Joder. Nunca eso de "cabalgar las contradicciones" tuvo tanto sentido para mí. Qué difícil es todo.
Podía ser peor.
Curiosamente (quién me lo iba a decir), y tras muchas dudas y
reflexiones, la estrategia sindical "oficialista" resulta ser la que más me convence:
huelgas parciales como elemento de presión y evaluación crítica (pero
también realista) de las condiciones en las que volvemos a las aulas.
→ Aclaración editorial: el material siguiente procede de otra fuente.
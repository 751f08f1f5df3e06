//! The daemon's singleton manager object.

use core::fmt;
use std::{
    collections::{BTreeMap, HashMap},
    mem,
    sync::{Arc, Mutex, Weak},
};

use futures_util::future::{BoxFuture, FutureExt};
use zbus::zvariant::{ObjectPath, OwnedObjectPath};

use crate::{
    address::Address,
    device::{Device, Registration},
    event_loop::Dispatch,
    observer::{lock, Observers},
    transport::{decode, Event, Method, Notification, RemoteObject, Target},
    Error, Result, Session, BLUEZ_DEVICE_INTERFACE, DEVICE_INTERFACE, MANAGER_INTERFACE,
    ROOT_PATH, TUHI_SERVICE,
};

/// Notifications published by a [`Manager`].
#[derive(Debug, Clone)]
pub enum ManagerEvent {
    /// The daemon's list of registered devices changed. Sent once per change, after the
    /// registered collection has been updated.
    DevicesChanged,
    /// The search state may have changed, see [`Manager::is_searching`].
    Searching,
    /// The daemon found a device in pairing mode.
    ///
    /// If the device is already registered this is the registered [`Device`] (the user wants to
    /// register it again), otherwise it is a new unregistered one.
    UnregisteredDevice(Device),
}

/// Mirror of the daemon's manager and the devices it knows about.
///
/// [`Manager`] is a cheap, cloneable handle; clones share the same state. It must be attached to
/// the event loop (see [`LoopHandle::attach`](crate::event_loop::LoopHandle::attach)) to follow
/// the daemon.
#[derive(Clone)]
pub struct Manager {
    inner: Arc<ManagerInner>,
}

struct ManagerInner {
    session: Session,
    object: RemoteObject,
    state: Mutex<ManagerState>,
    changes: Observers<ManagerEvent>,
}

#[derive(Default)]
struct ManagerState {
    devices: BTreeMap<Address, Device>,
    unregistered: HashMap<OwnedObjectPath, Device>,
}

impl Manager {
    /// Binds the daemon's manager and every device it has registered.
    ///
    /// Registered devices that can't be bound are skipped.
    ///
    /// # Errors
    ///
    /// Fails with a "no provider" error (see [`Error::is_no_provider`]) if the daemon isn't
    /// running.
    pub async fn new(session: &Session) -> Result<Self> {
        let path = OwnedObjectPath::try_from(ROOT_PATH).map_err(Error::from)?;
        let target = Target::new(session.daemon_bus(), TUHI_SERVICE, MANAGER_INTERFACE, path);
        let manager = Self {
            inner: Arc::new(ManagerInner {
                session: session.clone(),
                object: RemoteObject::bind(session, target).await?,
                state: Mutex::new(ManagerState::default()),
                changes: Observers::new(),
            }),
        };

        for path in manager.registered_paths() {
            let res = Device::new(
                session,
                manager.downgrade(),
                path.clone(),
                Registration::Registered,
            )
            .await;
            match res {
                Ok(device) => {
                    log::debug!("found registered device {}", device);
                    lock(&manager.inner.state)
                        .devices
                        .insert(device.address(), device);
                }
                Err(e) => log::warn!("skipping device at {}: {}", path.as_str(), e),
            }
        }

        Ok(manager)
    }

    fn registered_paths(&self) -> Vec<OwnedObjectPath> {
        self.inner
            .object
            .property::<Vec<ObjectPath<'static>>>("Devices")
            .unwrap_or_default()
            .into_iter()
            .map(OwnedObjectPath::from)
            .collect()
    }

    pub(crate) fn downgrade(&self) -> WeakManager {
        WeakManager(Arc::downgrade(&self.inner))
    }

    /// Returns the registered devices, ordered by address.
    pub fn devices(&self) -> Vec<Device> {
        lock(&self.inner.state).devices.values().cloned().collect()
    }

    /// Returns the registered device with the given address.
    pub fn device(&self, address: &Address) -> Option<Device> {
        lock(&self.inner.state).devices.get(address).cloned()
    }

    /// Returns the devices discovered by the current search that aren't registered yet.
    pub fn unregistered_devices(&self) -> Vec<Device> {
        lock(&self.inner.state)
            .unregistered
            .values()
            .cloned()
            .collect()
    }

    pub fn is_searching(&self) -> bool {
        self.inner.object.property("Searching").unwrap_or(false)
    }

    pub fn changes(&self) -> &Observers<ManagerEvent> {
        &self.inner.changes
    }

    /// Starts searching for devices in pairing mode.
    ///
    /// Devices found by earlier searches are forgotten.
    pub async fn start_search(&self) -> Result<()> {
        self.clear_unregistered();
        self.inner.object.call(Method::StartSearch).await?;
        Ok(())
    }

    /// Stops the search. Succeeds if the daemon has already gone away.
    ///
    /// The unregistered devices are forgotten even if the call fails.
    pub async fn stop_search(&self) -> Result<()> {
        let res = match self.inner.object.call(Method::StopSearch).await {
            Ok(_) => Ok(()),
            Err(e) if e.is_service_unknown() => {
                log::debug!("daemon gone, search already stopped");
                Ok(())
            }
            Err(e) => Err(e),
        };
        self.clear_unregistered();
        res
    }

    fn clear_unregistered(&self) {
        let forgotten = mem::take(&mut lock(&self.inner.state).unregistered);
        drop(forgotten);
    }

    fn find_by_path(&self, path: &OwnedObjectPath) -> Option<Device> {
        let state = lock(&self.inner.state);
        state
            .devices
            .values()
            .find(|d| d.path() == path)
            .or_else(|| state.unregistered.get(path))
            .cloned()
    }

    fn find_by_bluez_path(&self, path: &OwnedObjectPath) -> Vec<Device> {
        let state = lock(&self.inner.state);
        state
            .devices
            .values()
            .chain(state.unregistered.values())
            .filter(|d| d.bluez().path() == path)
            .cloned()
            .collect()
    }

    async fn route(&self, notification: Notification) {
        let Notification { target, event } = notification;
        match target.interface {
            MANAGER_INTERFACE if &target.path == self.inner.object.path() => {
                self.handle(&event).await
            }
            DEVICE_INTERFACE => match self.find_by_path(&target.path) {
                Some(device) => device.handle(&event),
                None => log::trace!("ignoring event for untracked {}", target),
            },
            BLUEZ_DEVICE_INTERFACE => {
                for device in self.find_by_bluez_path(&target.path) {
                    device.bluez().handle(&event);
                }
            }
            _ => log::trace!("ignoring event for {}", target),
        }
    }

    async fn handle(&self, event: &Event) {
        match event {
            Event::PropertiesChanged { changed, .. } => {
                if let Some(value) = changed.get("Devices") {
                    match decode::<Vec<ObjectPath<'static>>>(value) {
                        Some(paths) => self.on_devices_changed(paths),
                        None => log::warn!("ignoring malformed Devices property: {:?}", value),
                    }
                }
                if event.touches("Searching") {
                    self.inner.changes.notify(&ManagerEvent::Searching);
                }
            }
            Event::Signal { name, args } => match name.as_str() {
                "SearchStopped" => self.inner.changes.notify(&ManagerEvent::Searching),
                "UnregisteredDevice" => {
                    match args.first().and_then(decode::<ObjectPath<'static>>) {
                        Some(path) => self.on_unregistered_device(path.into()).await,
                        None => log::warn!("UnregisteredDevice without a device path"),
                    }
                }
                _ => {}
            },
        }
    }

    fn on_devices_changed(&self, paths: Vec<ObjectPath<'static>>) {
        let migrated = {
            let mut state = lock(&self.inner.state);
            let mut migrated = Vec::new();
            for path in paths {
                // Devices we called Register() on while they were already registered aren't
                // tracked as unregistered, so there is nothing to move.
                if let Some(device) = state.unregistered.remove(&OwnedObjectPath::from(path)) {
                    migrated.push(device.clone());
                    state.devices.insert(device.address(), device);
                }
            }
            migrated
        };

        for device in &migrated {
            log::debug!("{} is now registered", device);
        }
        self.inner.changes.notify(&ManagerEvent::DevicesChanged);
    }

    async fn on_unregistered_device(&self, path: OwnedObjectPath) {
        let known = self.find_by_path(&path);
        let device = match known {
            Some(device) => {
                log::debug!("{} is back in pairing mode", device);
                device
            }
            None => {
                let res = Device::new(
                    &self.inner.session,
                    self.downgrade(),
                    path.clone(),
                    Registration::Unregistered,
                )
                .await;
                match res {
                    Ok(device) => {
                        log::debug!("New unregistered device: {}", device);
                        lock(&self.inner.state)
                            .unregistered
                            .insert(path, device.clone());
                        device
                    }
                    Err(e) => {
                        log::warn!("skipping unregistered device at {}: {}", path.as_str(), e);
                        return;
                    }
                }
            }
        };

        self.inner
            .changes
            .notify(&ManagerEvent::UnregisteredDevice(device));
    }

    /// Terminates every tracked device and releases the manager object.
    pub fn terminate(&self) {
        let (devices, unregistered) = {
            let mut state = lock(&self.inner.state);
            (
                mem::take(&mut state.devices),
                mem::take(&mut state.unregistered),
            )
        };
        for device in devices.values().chain(unregistered.values()) {
            device.terminate();
        }
        self.inner.object.terminate();
    }
}

impl Dispatch for Manager {
    fn dispatch(&self, notification: Notification) -> BoxFuture<'_, ()> {
        self.route(notification).boxed()
    }
}

impl fmt::Debug for Manager {
    fn fmt(&self, f: &mut fmt::Formatter<'_>) -> fmt::Result {
        let state = lock(&self.inner.state);
        f.debug_struct("Manager")
            .field("devices", &state.devices.keys().collect::<Vec<_>>())
            .field("unregistered", &state.unregistered.keys().collect::<Vec<_>>())
            .finish()
    }
}

/// A [`Manager`] reference held by its devices.
#[derive(Clone)]
pub(crate) struct WeakManager(Weak<ManagerInner>);

impl WeakManager {
    pub(crate) fn upgrade(&self) -> Option<Manager> {
        self.0.upgrade().map(|inner| Manager { inner })
    }
}
//! Subscription registry used to republish state changes.

use std::sync::{
    atomic::{AtomicU64, Ordering},
    Arc, Mutex,
};

/// Identifies a subscription returned by [`Observers::subscribe`].
#[derive(Debug, Clone, Copy, PartialEq, Eq, Hash)]
pub struct SubscriptionId(u64);

type Callback<N> = Arc<dyn Fn(&N) + Send + Sync>;

/// A list of callbacks interested in notifications of type `N`.
///
/// Callbacks run in subscription order on the thread calling [`Observers::notify`], which for all
/// daemon-originated changes is the event loop thread. The registry lock is not held while
/// callbacks run, so a callback may unsubscribe itself.
pub struct Observers<N> {
    next_id: AtomicU64,
    entries: Mutex<Vec<(SubscriptionId, Callback<N>)>>,
}

impl<N> Observers<N> {
    pub fn new() -> Self {
        Self {
            next_id: AtomicU64::new(0),
            entries: Mutex::new(Vec::new()),
        }
    }

    pub fn subscribe(&self, callback: impl Fn(&N) + Send + Sync + 'static) -> SubscriptionId {
        let id = SubscriptionId(self.next_id.fetch_add(1, Ordering::Relaxed));
        lock(&self.entries).push((id, Arc::new(callback)));
        id
    }

    /// Removes a subscription. Returns `false` if it was already gone.
    pub fn unsubscribe(&self, id: SubscriptionId) -> bool {
        let mut entries = lock(&self.entries);
        let before = entries.len();
        entries.retain(|(entry, _)| *entry != id);
        entries.len() != before
    }

    pub fn notify(&self, notification: &N) {
        let callbacks = lock(&self.entries)
            .iter()
            .map(|(_, cb)| cb.clone())
            .collect::<Vec<_>>();
        for cb in callbacks {
            cb(notification);
        }
    }

    pub fn len(&self) -> usize {
        lock(&self.entries).len()
    }

    pub fn clear(&self) {
        lock(&self.entries).clear();
    }
}

impl<N> Default for Observers<N> {
    fn default() -> Self {
        Self::new()
    }
}

/// Locks a mutex, recovering the data if a callback panicked while holding it.
pub(crate) fn lock<T>(mutex: &Mutex<T>) -> std::sync::MutexGuard<'_, T> {
    mutex.lock().unwrap_or_else(|poisoned| poisoned.into_inner())
}
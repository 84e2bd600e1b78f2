//! Static lesson catalog
//!
//! Words are grouped by language code, then proficiency level, then lesson.
//! The catalog is read-only; learned progress lives in [`crate::progress`].

use std::collections::{BTreeMap, HashSet};

use serde::{Deserialize, Serialize};

use crate::{Error, Result};

/// Catalog shipped with the binary
const EMBEDDED_CATALOG: &str = include_str!("../../catalog/lessons.toml");

/// A word or phrase with its translation
#[derive(Debug, Clone, PartialEq, Eq, Serialize, Deserialize)]
pub struct VocabularyItem {
    /// Unique item identifier
    pub id: String,
    /// Word in the target language
    pub word: String,
    /// Translation in the native language
    pub translation: String,
    /// Example phrase in the target language
    pub phrase: String,
    /// Example phrase translation
    #[serde(rename = "phraseEs")]
    pub phrase_translation: String,
    /// IPA transcription
    #[serde(default, skip_serializing_if = "Option::is_none")]
    pub pronunciation: Option<String>,
}

/// A themed group of items
#[derive(Debug, Clone, Deserialize)]
pub struct Lesson {
    /// Lesson identifier
    pub id: String,
    /// Display title
    pub title: String,
    /// Cards in presentation order
    #[serde(default)]
    pub items: Vec<VocabularyItem>,
}

/// A proficiency level (e.g. "B1")
#[derive(Debug, Clone, Deserialize)]
pub struct Level {
    /// Display name
    pub name: String,
    /// Lessons in this level
    #[serde(default)]
    pub lessons: Vec<Lesson>,
}

/// Language → level → lessons lookup
#[derive(Debug, Clone)]
pub struct Catalog {
    languages: BTreeMap<String, BTreeMap<String, Level>>,
}

impl Catalog {
    /// Load the catalog embedded in the binary
    ///
    /// # Errors
    ///
    /// Returns error if the embedded catalog is invalid
    pub fn embedded() -> Result<Self> {
        Self::from_toml(EMBEDDED_CATALOG)
    }

    /// Parse a catalog from TOML
    ///
    /// # Errors
    ///
    /// Returns error if the TOML is malformed or an item id appears twice
    pub fn from_toml(content: &str) -> Result<Self> {
        let languages: BTreeMap<String, BTreeMap<String, Level>> = toml::from_str(content)?;

        let mut seen = HashSet::new();
        for item in languages
            .values()
            .flat_map(BTreeMap::values)
            .flat_map(|level| &level.lessons)
            .flat_map(|lesson| &lesson.items)
        {
            if !seen.insert(item.id.as_str()) {
                return Err(Error::Catalog(format!("duplicate item id: {}", item.id)));
            }
        }

        Ok(Self { languages })
    }

    /// Language codes in the catalog
    pub fn languages(&self) -> impl Iterator<Item = &str> {
        self.languages.keys().map(String::as_str)
    }

    /// Whether the catalog has content for a language
    #[must_use]
    pub fn has_language(&self, language: &str) -> bool {
        self.languages.contains_key(language)
    }

    /// Levels for a language, ordered by code
    pub fn levels(&self, language: &str) -> impl Iterator<Item = (&str, &Level)> {
        self.languages
            .get(language)
            .into_iter()
            .flat_map(|levels| levels.iter().map(|(code, level)| (code.as_str(), level)))
    }

    /// A single level
    #[must_use]
    pub fn level(&self, language: &str, level: &str) -> Option<&Level> {
        self.languages.get(language)?.get(level)
    }

    /// Lessons of a level; empty if the language or level is unknown
    #[must_use]
    pub fn lessons(&self, language: &str, level: &str) -> &[Lesson] {
        self.level(language, level)
            .map(|level| level.lessons.as_slice())
            .unwrap_or_default()
    }

    /// Find an item by id within a language, with its level code
    #[must_use]
    pub fn find_item(&self, language: &str, id: &str) -> Option<(&str, &VocabularyItem)> {
        self.levels(language).find_map(|(code, level)| {
            level
                .lessons
                .iter()
                .flat_map(|lesson| &lesson.items)
                .find(|item| item.id == id)
                .map(|item| (code, item))
        })
    }

    /// Total number of items for a language
    #[must_use]
    pub fn item_count(&self, language: &str) -> usize {
        self.levels(language)
            .flat_map(|(_, level)| &level.lessons)
            .map(|lesson| lesson.items.len())
            .sum()
    }
}

#[cfg(test)]
mod tests {
    use super::*;

    #[test]
    fn embedded_catalog_loads() {
        let catalog = Catalog::embedded().unwrap();
        let languages: Vec<&str> = catalog.languages().collect();
        assert_eq!(languages, vec!["de", "en", "fr"]);

        let levels: Vec<&str> = catalog.levels("en").map(|(code, _)| code).collect();
        assert_eq!(levels, vec!["B1", "B2", "C1"]);
        assert_eq!(catalog.item_count("en"), 5);
        assert_eq!(catalog.item_count("de"), 6);
    }

    #[test]
    fn lookup_by_level() {
        let catalog = Catalog::embedded().unwrap();
        let lessons = catalog.lessons("fr", "B2");
        assert_eq!(lessons.len(), 1);
        assert_eq!(lessons[0].title, "Monde du Travail");
        assert_eq!(lessons[0].items[1].word, "Atout");

        assert!(catalog.lessons("fr", "A1").is_empty());
        assert!(catalog.lessons("xx", "B1").is_empty());
        assert_eq!(catalog.level("de", "C1").unwrap().name, "Oberstufe");
    }

    #[test]
    fn find_item_reports_level() {
        let catalog = Catalog::embedded().unwrap();
        let (level, item) = catalog.find_item("en", "e5").unwrap();
        assert_eq!(level, "C1");
        assert_eq!(item.translation, "Omnipresente");
        assert!(item.pronunciation.is_some());

        assert!(catalog.find_item("de", "e5").is_none());
    }

    #[test]
    fn rejects_duplicate_ids() {
        let toml = r#"
            [en.B1]
            name = "Intermediate"
            [[en.B1.lessons]]
            id = "l1"
            title = "One"
            [[en.B1.lessons.items]]
            id = "x"
            word = "a"
            translation = "b"
            phrase = "c"
            phraseEs = "d"
            [[en.B1.lessons.items]]
            id = "x"
            word = "e"
            translation = "f"
            phrase = "g"
            phraseEs = "h"
        "#;
        assert!(matches!(Catalog::from_toml(toml), Err(Error::Catalog(_))));
    }
}
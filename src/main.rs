use std::path::{Path, PathBuf};
use std::process::ExitCode;
use std::sync::Arc;

use clap::{Parser, Subcommand};
use tracing_subscriber::EnvFilter;

use lingo_cards::db::{self, SqliteBlobStore};
use lingo_cards::voice::{
    AudioPlayback, GeminiTts, PLAYBACK_SAMPLE_RATE, RenderOutcome, SpeakOutcome, Speaker, samples_to_wav,
};
use lingo_cards::{Catalog, Config, LearnedWordStore, study};

/// Lingo - Flashcard vocabulary trainer with spoken pronunciation
#[derive(Parser)]
#[command(name = "lingo", version, about)]
struct Cli {
    /// Target language code (e.g., "en", "de", "fr")
    #[arg(short, long, env = "LINGO_LANG", global = true)]
    lang: Option<String>,

    /// Increase verbosity (-v, -vv, -vvv)
    #[arg(short, long, action = clap::ArgAction::Count, global = true)]
    verbose: u8,

    #[command(subcommand)]
    command: Command,
}

#[derive(Subcommand)]
enum Command {
    /// List levels and lessons for the target language
    Levels,
    /// Study a lesson card by card
    Lesson {
        /// Level code (e.g., "B1")
        level: String,
        /// Lesson id; prompts when omitted
        #[arg(long)]
        lesson: Option<String>,
        /// Disable pronunciation audio
        #[arg(long)]
        mute: bool,
    },
    /// Show learned words, newest first
    Vocab {
        /// Pick learned words to hear
        #[arg(long)]
        listen: bool,
    },
    /// Quiz yourself on learned words
    Review {
        /// Disable pronunciation audio
        #[arg(long)]
        mute: bool,
    },
    /// Speak a phrase in the target language
    Speak {
        /// Text to speak
        text: String,
        /// Write a WAV file instead of playing
        #[arg(long, value_name = "FILE")]
        save: Option<PathBuf>,
    },
    /// Test speaker output
    TestSpeaker,
}

#[tokio::main]
async fn main() -> ExitCode {
    let cli = Cli::parse();

    // Set up logging based on verbosity
    let filter = match cli.verbose {
        0 => "warn,lingo_cards=info",
        1 => "info,lingo_cards=debug",
        2 => "debug",
        _ => "trace",
    };

    tracing_subscriber::fmt()
        .with_env_filter(EnvFilter::new(filter))
        .with_writer(std::io::stderr)
        .init();

    match run(cli).await {
        Ok(()) => ExitCode::SUCCESS,
        Err(e) => {
            tracing::error!("fatal: {e}");
            ExitCode::FAILURE
        }
    }
}

#[allow(clippy::future_not_send)]
async fn run(cli: Cli) -> anyhow::Result<()> {
    let lang = cli.lang.as_deref();

    match cli.command {
        Command::Levels => {
            let (config, catalog) = load(lang)?;
            let store = open_store(&config)?;
            study::print_levels(&catalog, &store, &config.language);
            Ok(())
        }
        Command::Lesson {
            level,
            lesson,
            mute,
        } => {
            let (config, catalog) = load(lang)?;
            let mut store = open_store(&config)?;
            let speaker = if mute { None } else { build_speaker(&config) };
            study::run_lesson(
                &catalog,
                &mut store,
                speaker.as_ref(),
                &config.language,
                &level,
                lesson.as_deref(),
            )
            .await
        }
        Command::Vocab { listen } => {
            let (config, _) = load(lang)?;
            let store = open_store(&config)?;
            study::print_vocabulary(&store, &config.language);
            if listen {
                let speaker = build_speaker(&config);
                study::listen_vocabulary(&store, speaker.as_ref(), &config.language).await?;
            }
            Ok(())
        }
        Command::Review { mute } => {
            let (config, _) = load(lang)?;
            let store = open_store(&config)?;
            let speaker = if mute { None } else { build_speaker(&config) };
            study::run_review(
                &store,
                speaker.as_ref(),
                &config.language,
                config.quiz,
                &mut rand::thread_rng(),
            )
            .await?;
            Ok(())
        }
        Command::Speak { text, save } => {
            let config = Config::load_with_language(lang)?;
            speak(&config, &text, save.as_deref()).await
        }
        Command::TestSpeaker => test_speaker().await,
    }
}

/// Load configuration and the catalog, checking the target language
fn load(lang: Option<&str>) -> anyhow::Result<(Config, Catalog)> {
    let config = Config::load_with_language(lang)?;
    tracing::debug!(?config, "loaded configuration");

    let catalog = Catalog::embedded()?;
    if !catalog.has_language(&config.language) {
        let known: Vec<&str> = catalog.languages().collect();
        anyhow::bail!(
            "no lessons for language {:?} (available: {})",
            config.language,
            known.join(", ")
        );
    }

    Ok((config, catalog))
}

/// Open the learned-word store in the data directory
fn open_store(config: &Config) -> anyhow::Result<LearnedWordStore> {
    let pool = db::init(config.database_path())?;
    Ok(LearnedWordStore::load(Arc::new(SqliteBlobStore::new(pool))))
}

/// Build a speaker, or `None` when no API key is configured
fn build_speaker(config: &Config) -> Option<Speaker> {
    if config.api_key.is_none() {
        println!("Audio disabled: set GEMINI_API_KEY to hear pronunciations.");
        return None;
    }

    match GeminiTts::new(config.api_key.clone(), &config.tts) {
        Ok(tts) => Some(Speaker::new(Arc::new(tts), AudioPlayback::system())),
        Err(e) => {
            tracing::warn!(error = %e, "speech synthesis unavailable");
            None
        }
    }
}

/// Speak text once, or save it as WAV
#[allow(clippy::future_not_send)]
async fn speak(config: &Config, text: &str, save: Option<&Path>) -> anyhow::Result<()> {
    let tts = GeminiTts::new(config.api_key.clone(), &config.tts)?;
    let speaker = Speaker::new(Arc::new(tts), AudioPlayback::system());

    if let Some(path) = save {
        let buffer = match speaker.render(text, &config.language).await? {
            RenderOutcome::Audio(buffer) => buffer,
            RenderOutcome::NoAudio => {
                println!("The service returned no audio.");
                return Ok(());
            }
            RenderOutcome::Busy => {
                println!("The speaker is busy; try again.");
                return Ok(());
            }
        };
        std::fs::write(path, samples_to_wav(&buffer)?)?;
        println!(
            "Saved {:.1}s of audio to {}",
            buffer.duration().as_secs_f32(),
            path.display()
        );
        return Ok(());
    }

    match speaker.speak(text, &config.language).await {
        SpeakOutcome::Playing(playback) => {
            playback.wait().await;
            Ok(())
        }
        SpeakOutcome::NoAudio => {
            println!("The service returned no audio.");
            Ok(())
        }
        SpeakOutcome::Failed(e) => Err(e.into()),
        SpeakOutcome::Busy => Ok(()),
    }
}

/// Test speaker output with a short tone
async fn test_speaker() -> anyhow::Result<()> {
    println!("Playing a 440Hz tone for 2 seconds at {PLAYBACK_SAMPLE_RATE} Hz...");

    let mut playback = AudioPlayback::system();
    playback
        .play_samples(sine_tone(440.0, 2.0, PLAYBACK_SAMPLE_RATE))?
        .wait()
        .await;

    println!("\nIf you heard the tone, audio output works.");
    println!("Otherwise check `pactl info | grep 'Default Sink'` or pavucontrol.");

    Ok(())
}

#[allow(
    clippy::cast_possible_truncation,
    clippy::cast_sign_loss,
    clippy::cast_precision_loss
)]
fn sine_tone(frequency: f32, secs: f32, sample_rate: u32) -> Vec<f32> {
    let rate = sample_rate as f32;
    let count = (rate * secs) as usize;
    (0..count)
        .map(|i| (std::f32::consts::TAU * frequency * i as f32 / rate).sin() * 0.3)
        .collect()
}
Presión para que las promesas de refuerzos docentes se cumplan y para que que el curso
2020-2021 pueda avanzar presencialmente como sea.
No podemos abandonar
completamente en el momento más complicado de sus vidas educativas a
nuestros alumnos ni a sus familias, tenemos que intentar la
presencialidad (o esa trampa que supone la semipresencialidad) mientras la situación general de salud lo permita. No podemos defender en
septiembre la no reapertura de las aulas sin reflexionar sobre las
consecuencias reales de ello. Si ya la teledocencia fue inútil en el
último trimestre del curso pasado pensar en ella como posibilidad real con alumnos a los que no conocemos es un mal chiste. Y defender que lo
que se busca con la huelga indefinida en estos momentos es una (siempre
necesaria) reducción de ratio por motivos de salud cuando debería ser
por motivos de equidad social solo pone de manifiesto el porqué real de
este movimiento docente.
El posible cierre de los centros educativos debe ser paralelo a un confinamiento
general. Reniego de nuestra supuesta excepcionalidad y, en todo caso,
defiendo que serán nuestros gobernantes los que en un momento dado, ante
un riesgo real, terminarán
clausurándonos por miedo a los padres.
Tenemos que seguir acumulando
la rabia para batallas futuras pero nadie me va a convencer a estas
alturas de que la renuncia de un profesor a dar sus clases por miedo a
contagiarse se puede traducir en una defensa instrumental de la
Enseñanza Pública. No, esto es otra cosa. Respetable. Pero es otra cosa.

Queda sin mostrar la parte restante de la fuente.